The present invention relates to a compound semiconductor light-emitting device of gallium nitride series such as purple blue semiconductor laser of gallium nitride series (hereinafter called LD) or blue/green light-emitting diode of gallium nitride series having high luminance (hereinafter called LED).
A conventional shortwave semiconductor laser is improved to an extent that reading/writing of a disk can be executed by a light source of 600 nm zone using InGaAlP and is already put to practical use.
In order to further improve recording density, shortwave blue semiconductor laser has been developed. A laser beam whose oscillation wave is short is useful to reduce a convergent size and to improve recording density.
For this reason, the compound semiconductor device of gallium nitrite series such as GaN, InGaN, GaAlN, InGaAlN has been recently considered as a material of the shortwave semiconductor laser to improve the application to a high density optical disk system.
For example, in the semiconductor laser using GaN series material, a room temperature pulse oscillation having wavelength of 380 to 417 nm is confirmed. However, in the semiconductor laser using GaN series material, a satisfying characteristic cannot be obtained, a threshold voltage for a room temperature pulse oscillation ranges from 10 to 40V, and the variation of the value is large.
This variation is caused by difficulty in a crystal growth of the compound semiconductor layer of gallium nitride series, and large device resistance. More specifically, there cannot be formed the compound semiconductor layer of p-type gallium nitride series having a smooth surface and high carrier concentration. Moreover, since contact resistance of a p-side electrode is high, a large voltage drop is generated, so that the semiconductor layer is deteriorated by a heat generation and a metal reaction even when the pulse oscillation is operated. In consideration of a cheating value, the room temperature continuous oscillation cannot be achieved unless the threshold voltage is reduced to less than 10V.
Moreover, when a current necessary to the laser generation is implanted, the high current flows locally and a carrier cannot be uniformly implanted to an active layer, and an instantaneous breakage of the device occurs. As a result, the continuous generation of the laser cannot be achieved.
Thus, to realize the purple blue semiconductor laser of gallium nitride series having high reliability, which is operated by the low threshold current to be used in the optical disk and the low threshold voltage, the following points are important:
Specifically, the efficient and uniform implantation of the carriers to the active layer and the reduction of the voltage drop by the electrode contact are important.
However, it is difficult to extremely execute such points in the present state.
As mentioned above, in the compound semiconductor laser of gallium nitride series, it is difficult to obtain the compound semiconductor laser having a good p-type gallium nitride series with no fine porous defects. Moreover, since the p-side electrode contact resistance is high, large voltage drop is generated by the electrode contact.
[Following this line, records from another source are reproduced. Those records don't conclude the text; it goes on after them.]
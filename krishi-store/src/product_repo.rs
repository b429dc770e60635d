use async_trait::async_trait;
use chrono::{DateTime, Utc};
use krishi_catalog::{Product, ProductType};
use krishi_rental::repository::{ProductRepository, RepoError};
use sqlx::PgPool;
use uuid::Uuid;

pub struct PgProductRepository {
    pool: PgPool,
}

impl PgProductRepository {
    pub fn new(pool: PgPool) -> Self {
        Self { pool }
    }
}

// Internal struct for type-safe querying
#[derive(sqlx::FromRow)]
struct ProductRow {
    id: Uuid,
    provider_id: Uuid,
    name: String,
    description: Option<String>,
    product_type: String,
    rental_price_per_day: Option<i64>,
    rental_price_per_week: Option<i64>,
    rental_price_per_month: Option<i64>,
    min_rental_days: Option<i32>,
    max_rental_days: Option<i32>,
    requires_deposit: bool,
    deposit_amount: Option<i64>,
    is_active: bool,
    created_at: DateTime<Utc>,
    updated_at: DateTime<Utc>,
}

impl ProductRow {
    fn into_product(self) -> Result<Product, RepoError> {
        let product_type: ProductType = self.product_type.parse().map_err(RepoError::storage)?;

        Ok(Product {
            id: self.id,
            provider_id: self.provider_id,
            name: self.name,
            description: self.description,
            product_type,
            rental_price_per_day: self.rental_price_per_day,
            rental_price_per_week: self.rental_price_per_week,
            rental_price_per_month: self.rental_price_per_month,
            min_rental_days: self.min_rental_days,
            max_rental_days: self.max_rental_days,
            requires_deposit: self.requires_deposit,
            deposit_amount: self.deposit_amount,
            is_active: self.is_active,
            created_at: self.created_at,
            updated_at: self.updated_at,
        })
    }
}

#[async_trait]
impl ProductRepository for PgProductRepository {
    async fn get_product(&self, id: Uuid) -> Result<Option<Product>, RepoError> {
        let row = sqlx::query_as::<_, ProductRow>(
            r#"
            SELECT id, provider_id, name, description, product_type,
                   rental_price_per_day, rental_price_per_week, rental_price_per_month,
                   min_rental_days, max_rental_days,
                   requires_deposit, deposit_amount,
                   is_active, created_at, updated_at
            FROM products
            WHERE id = $1
            "#,
        )
        .bind(id)
        .fetch_optional(&self.pool)
        .await
        .map_err(RepoError::storage)?;

        row.map(ProductRow::into_product).transpose()
    }
}
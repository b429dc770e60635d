use axum::{http::Method, Router};
use tower_http::cors::CorsLayer;
use tower_http::trace::TraceLayer;

pub mod auth;
pub mod availability;
pub mod error;
pub mod products;
pub mod rentals;
pub mod state;


pub use state::AppState;

pub fn app(state: AppState) -> Router {
    // CORS Middleware
    let cors = CorsLayer::new()
        .allow_origin(tower_http::cors::Any)
        .allow_methods([Method::GET, Method::POST, Method::OPTIONS])
        .allow_headers([
            axum::http::header::AUTHORIZATION,
            axum::http::header::CONTENT_TYPE,
            axum::http::header::USER_AGENT,
        ]);

    Router::new()
        .merge(rentals::routes())
        .merge(availability::routes())
        .merge(products::routes())
        .layer(cors)
        .layer(TraceLayer::new_for_http())
        .with_state(state)
}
Further, since the carriers cannot be uniformly implanted to the active layer, it is difficult to realize the device with the low threshold current and the low operating voltage.
In the light-emitting device of GaN series, since the p-side electrode contract resistance was high, the operating voltage was increased. Moreover, nickel, serving as a p-side electrode metal, and gallium forming the p-type semiconductor layer, were reacted with each other, melted, and deteriorated at an electrical conduction. As a result, it was difficult to continuously generate the laser.